TASK GOAL »
Find the lines below in which the string "StateStore" occurs. Copy each one.

RECORDS SHOWN »

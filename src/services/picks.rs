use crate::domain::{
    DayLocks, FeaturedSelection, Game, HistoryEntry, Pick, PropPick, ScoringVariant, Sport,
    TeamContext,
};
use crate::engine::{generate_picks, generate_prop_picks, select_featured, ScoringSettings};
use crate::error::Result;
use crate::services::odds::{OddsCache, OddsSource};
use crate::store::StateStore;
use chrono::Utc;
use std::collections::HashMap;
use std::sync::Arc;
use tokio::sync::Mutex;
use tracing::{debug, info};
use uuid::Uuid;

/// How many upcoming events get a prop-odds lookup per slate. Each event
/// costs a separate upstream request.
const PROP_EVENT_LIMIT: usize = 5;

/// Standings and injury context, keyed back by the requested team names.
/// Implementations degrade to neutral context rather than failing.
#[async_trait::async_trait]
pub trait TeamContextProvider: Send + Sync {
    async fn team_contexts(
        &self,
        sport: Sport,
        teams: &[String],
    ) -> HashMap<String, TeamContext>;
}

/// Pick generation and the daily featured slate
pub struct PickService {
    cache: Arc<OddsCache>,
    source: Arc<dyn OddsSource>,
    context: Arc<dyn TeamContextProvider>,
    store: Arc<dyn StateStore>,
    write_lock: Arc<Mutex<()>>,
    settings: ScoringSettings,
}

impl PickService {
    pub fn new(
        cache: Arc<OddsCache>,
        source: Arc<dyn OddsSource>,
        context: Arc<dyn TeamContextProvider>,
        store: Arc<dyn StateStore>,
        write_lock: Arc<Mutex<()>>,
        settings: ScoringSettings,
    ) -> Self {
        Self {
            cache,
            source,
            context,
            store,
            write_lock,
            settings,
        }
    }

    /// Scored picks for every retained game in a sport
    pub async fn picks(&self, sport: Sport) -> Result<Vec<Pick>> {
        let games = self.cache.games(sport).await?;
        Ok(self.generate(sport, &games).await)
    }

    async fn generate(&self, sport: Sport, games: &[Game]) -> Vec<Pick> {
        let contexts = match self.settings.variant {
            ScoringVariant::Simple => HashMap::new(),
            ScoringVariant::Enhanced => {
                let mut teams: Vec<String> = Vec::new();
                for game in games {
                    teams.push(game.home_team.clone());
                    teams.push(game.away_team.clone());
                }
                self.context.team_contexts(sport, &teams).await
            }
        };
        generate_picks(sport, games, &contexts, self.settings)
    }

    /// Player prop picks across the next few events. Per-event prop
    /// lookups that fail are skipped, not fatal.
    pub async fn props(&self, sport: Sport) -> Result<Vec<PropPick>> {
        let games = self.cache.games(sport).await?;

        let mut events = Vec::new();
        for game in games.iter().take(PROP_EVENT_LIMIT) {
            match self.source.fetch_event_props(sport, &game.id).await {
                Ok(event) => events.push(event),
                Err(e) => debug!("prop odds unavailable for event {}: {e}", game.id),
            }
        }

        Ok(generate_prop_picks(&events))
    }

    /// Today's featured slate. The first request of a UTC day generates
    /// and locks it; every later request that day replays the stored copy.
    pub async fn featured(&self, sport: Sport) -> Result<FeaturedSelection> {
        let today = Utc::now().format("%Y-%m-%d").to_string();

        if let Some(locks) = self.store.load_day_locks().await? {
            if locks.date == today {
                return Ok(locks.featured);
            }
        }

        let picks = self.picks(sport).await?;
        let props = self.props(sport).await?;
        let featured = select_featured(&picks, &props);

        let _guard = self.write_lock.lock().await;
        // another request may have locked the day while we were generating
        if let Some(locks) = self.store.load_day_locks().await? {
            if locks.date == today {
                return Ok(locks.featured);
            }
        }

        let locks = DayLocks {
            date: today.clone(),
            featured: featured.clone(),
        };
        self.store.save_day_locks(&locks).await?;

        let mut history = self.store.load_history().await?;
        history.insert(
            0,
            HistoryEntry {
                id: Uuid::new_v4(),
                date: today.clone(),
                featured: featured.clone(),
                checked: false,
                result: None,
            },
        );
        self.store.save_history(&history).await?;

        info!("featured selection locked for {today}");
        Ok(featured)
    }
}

SOLUTION TO THIS EXERCISE »
use crate::store::StateStore;
    store: Arc<dyn StateStore>,
        store: Arc<dyn StateStore>,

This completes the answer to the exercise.